The Lord is your keeper;
the Lord is your shade on your right hand.…The Lord will keep you from all evil;
he will keep your life (vv.5, 7 NRSV)
Psalm 121 has generated much exegetical debate. Are the mountains the source of danger or of succour? Who is speaking? Pilgrim and priest or father and son? Does the Psalmist pose a question then answer it himself? Is this the internal dialogue of a traveller? Is it a conversation on the journey to Jerusalem? Is it a liturgical discourse for pilgrims who have safely arrived in the Temple in Jerusalem? Is it a reassurance for those concerned for the journey home?
Notwithstanding these scholarly discussions, profound truths of this psalm remain for people of faith—God created all that is. In all aspects of their journey of life God will protect those who have faith. Faithful pilgrims need not fear, nor seek other sources of protection apart from the God who created them.
Mountains are liminal spaces between earth and sky, heaven and earth. The God of Israel has a dwelling place in His Temple on the holy mount of Zion. The mountains of Psalm 121 are places of physical danger. Wild animals and robbers inhabit them and threaten the safety of the pilgrim traveller (‘evil’ lurks here (v.7)). Unlike the gods of the Canaanites who sleep in winter and return to wakefulness and life in spring, the God of the Psalmist is eternally awake, protecting those who have faith in Him (v.4). He is the one who made the land, the mountains, and, indeed, all of creation (v.2).

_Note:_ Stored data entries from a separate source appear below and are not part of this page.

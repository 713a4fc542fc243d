//! HTTP transport for the fixed todo endpoint.

use async_trait::async_trait;
use thiserror::Error;

use crate::domain::Todo;

/// The one endpoint this app ever requests.
pub const TODO_ENDPOINT: &str = "https://jsonplaceholder.typicode.com/todos/1";

/// Failures below the repository boundary.
#[derive(Debug, Error)]
pub enum TransportError {
    /// Connection, TLS, timeout, or body-read failure
    #[error("request failed: {0}")]
    Http(#[from] reqwest::Error),

    /// Response arrived with a non-success status
    #[error("unexpected HTTP status {0}")]
    Status(reqwest::StatusCode),

    /// Body did not decode as a todo record
    #[error("malformed response body: {0}")]
    Decode(String),
}

/// Fetches the fixed remote record.
///
/// One attempt per call, no retries; a failed call never yields a partial
/// record.
#[async_trait]
pub trait TodoTransport: Send + Sync {
    async fn fetch(&self) -> Result<Todo, TransportError>;
}

/// `reqwest`-backed transport using the client's default timeouts.
pub struct HttpTodoTransport {
    client: reqwest::Client,
    endpoint: String,
}

impl HttpTodoTransport {
    pub fn new() -> Self {
        Self::with_endpoint(TODO_ENDPOINT)
    }

    fn with_endpoint(endpoint: impl Into<String>) -> Self {
        Self {
            client: reqwest::Client::new(),
            endpoint: endpoint.into(),
        }
    }
}

impl Default for HttpTodoTransport {
    fn default() -> Self {
        Self::new()
    }
}

#[async_trait]
impl TodoTransport for HttpTodoTransport {
    async fn fetch(&self) -> Result<Todo, TransportError> {
        let response = self.client.get(&self.endpoint).send().await?;
        let status = response.status();
        if !status.is_success() {
            return Err(TransportError::Status(status));
        }
        let body = response.text().await?;
        serde_json::from_str(&body).map_err(|err| TransportError::Decode(err.to_string()))
    }
}
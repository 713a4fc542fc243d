//! View Model Tests
//!
//! State-sequence tests with gated repository stubs. Fetch tasks run on the
//! tauri async runtime, so every wait is bounded by a timeout.

#[cfg(test)]
mod tests {
    use std::collections::VecDeque;
    use std::sync::Arc;
    use std::time::Duration;

    use async_trait::async_trait;
    use tokio::sync::{watch, Mutex, Notify};
    use tokio::time::timeout;

    use crate::domain::{FetchOutcome, Todo};
    use crate::repository::TodoRepository;
    use crate::viewmodel::{TodoViewModel, UiState};

    const WAIT: Duration = Duration::from_secs(5);

    fn sample_todo() -> Todo {
        Todo {
            user_id: 1,
            id: 1,
            title: "delectus aut autem".to_string(),
            completed: false,
        }
    }

    /// One prearranged repository call: signals arrival, waits for release,
    /// then answers.
    struct Call {
        arrived: Arc<Notify>,
        release: Arc<Notify>,
        outcome: FetchOutcome,
    }

    impl Call {
        fn new(outcome: FetchOutcome) -> Self {
            Self {
                arrived: Arc::new(Notify::new()),
                release: Arc::new(Notify::new()),
                outcome,
            }
        }
    }

    /// Repository stub that serves prearranged calls in arrival order.
    struct ScriptedRepository {
        calls: Mutex<VecDeque<Call>>,
    }

    impl ScriptedRepository {
        fn new(calls: Vec<Call>) -> Self {
            Self {
                calls: Mutex::new(calls.into_iter().collect()),
            }
        }
    }

    #[async_trait]
    impl TodoRepository for ScriptedRepository {
        async fn fetch_todo(&self) -> FetchOutcome {
            let call = self
                .calls
                .lock()
                .await
                .pop_front()
                .expect("unexpected fetch call");
            call.arrived.notify_one();
            call.release.notified().await;
            call.outcome
        }
    }

    async fn next_state(states: &mut watch::Receiver<UiState>) -> UiState {
        timeout(WAIT, states.changed())
            .await
            .expect("state change timed out")
            .expect("view model dropped");
        states.borrow_and_update().clone()
    }

    /// Skip coalesced `Loading` updates and return the next terminal state.
    async fn next_terminal_state(states: &mut watch::Receiver<UiState>) -> UiState {
        loop {
            let state = next_state(states).await;
            if state != UiState::Loading {
                return state;
            }
        }
    }

    #[tokio::test]
    async fn loading_precedes_success() {
        let call = Call::new(FetchOutcome::Success(sample_todo()));
        let release = Arc::clone(&call.release);
        let vm = TodoViewModel::new(Arc::new(ScriptedRepository::new(vec![call])));

        let mut states = vm.subscribe();
        assert_eq!(*states.borrow_and_update(), UiState::Loading);

        vm.load();
        assert_eq!(next_state(&mut states).await, UiState::Loading);

        release.notify_one();
        assert_eq!(
            next_state(&mut states).await,
            UiState::Success(sample_todo())
        );
    }

    #[tokio::test]
    async fn loading_precedes_error() {
        let call = Call::new(FetchOutcome::Failure("connection timed out".to_string()));
        let release = Arc::clone(&call.release);
        let vm = TodoViewModel::new(Arc::new(ScriptedRepository::new(vec![call])));

        let mut states = vm.subscribe();
        vm.load();
        assert_eq!(next_state(&mut states).await, UiState::Loading);

        release.notify_one();
        assert_eq!(
            next_state(&mut states).await,
            UiState::Error("connection timed out".to_string())
        );
    }

    #[tokio::test]
    async fn superseded_fetch_result_is_discarded() {
        let stale = Call::new(FetchOutcome::Failure("stale response".to_string()));
        let fresh = Call::new(FetchOutcome::Success(sample_todo()));
        let stale_arrived = Arc::clone(&stale.arrived);
        let stale_release = Arc::clone(&stale.release);
        let fresh_arrived = Arc::clone(&fresh.arrived);
        let fresh_release = Arc::clone(&fresh.release);

        let vm = TodoViewModel::new(Arc::new(ScriptedRepository::new(vec![stale, fresh])));
        let mut states = vm.subscribe();

        // Sequence the arrivals so call order matches load order.
        vm.load();
        timeout(WAIT, stale_arrived.notified()).await.unwrap();
        vm.load();
        timeout(WAIT, fresh_arrived.notified()).await.unwrap();

        // The newer request completes first.
        fresh_release.notify_one();
        assert_eq!(
            next_terminal_state(&mut states).await,
            UiState::Success(sample_todo())
        );

        // The superseded request completes late; its result must not
        // clobber the fresher state.
        stale_release.notify_one();
        tokio::time::sleep(Duration::from_millis(100)).await;
        assert_eq!(vm.state(), UiState::Success(sample_todo()));
    }

    #[tokio::test]
    async fn rapid_retries_end_in_a_terminal_state() {
        let first = Call::new(FetchOutcome::Failure("first".to_string()));
        let second = Call::new(FetchOutcome::Success(sample_todo()));
        let first_release = Arc::clone(&first.release);
        let second_release = Arc::clone(&second.release);

        let vm = TodoViewModel::new(Arc::new(ScriptedRepository::new(vec![first, second])));
        let mut states = vm.subscribe();

        vm.load();
        vm.load();
        first_release.notify_one();
        second_release.notify_one();

        // Completion order is unspecified here; the contract is simply that
        // some terminal state is reached without a crash.
        let state = next_terminal_state(&mut states).await;
        assert!(matches!(
            state,
            UiState::Success(_) | UiState::Error(_)
        ));
    }
}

Mountains symbolize great age and their presence inspires awe. For the nineteenth-century traveller, mountains, such as the volcano Pichincha in Ecuador, exemplified the sublime in nature. They seemed insurmountable and as unknowable as the essence of the divine. They were also barriers to be conquered in the search for new land to explore and colonize.
These lands teemed with life, life which revealed the mysteries of creation (v.2) in often startling and confronting ways. Frederic Edwin Church painted at a time when science and religion were grappling with the revelations of evolutionary theory, natural selection, geological time, and the antiquity of ‘man’. His response was to depict rich and complex scenes which reflected both new scientific knowledge and a sense of awe and wonder.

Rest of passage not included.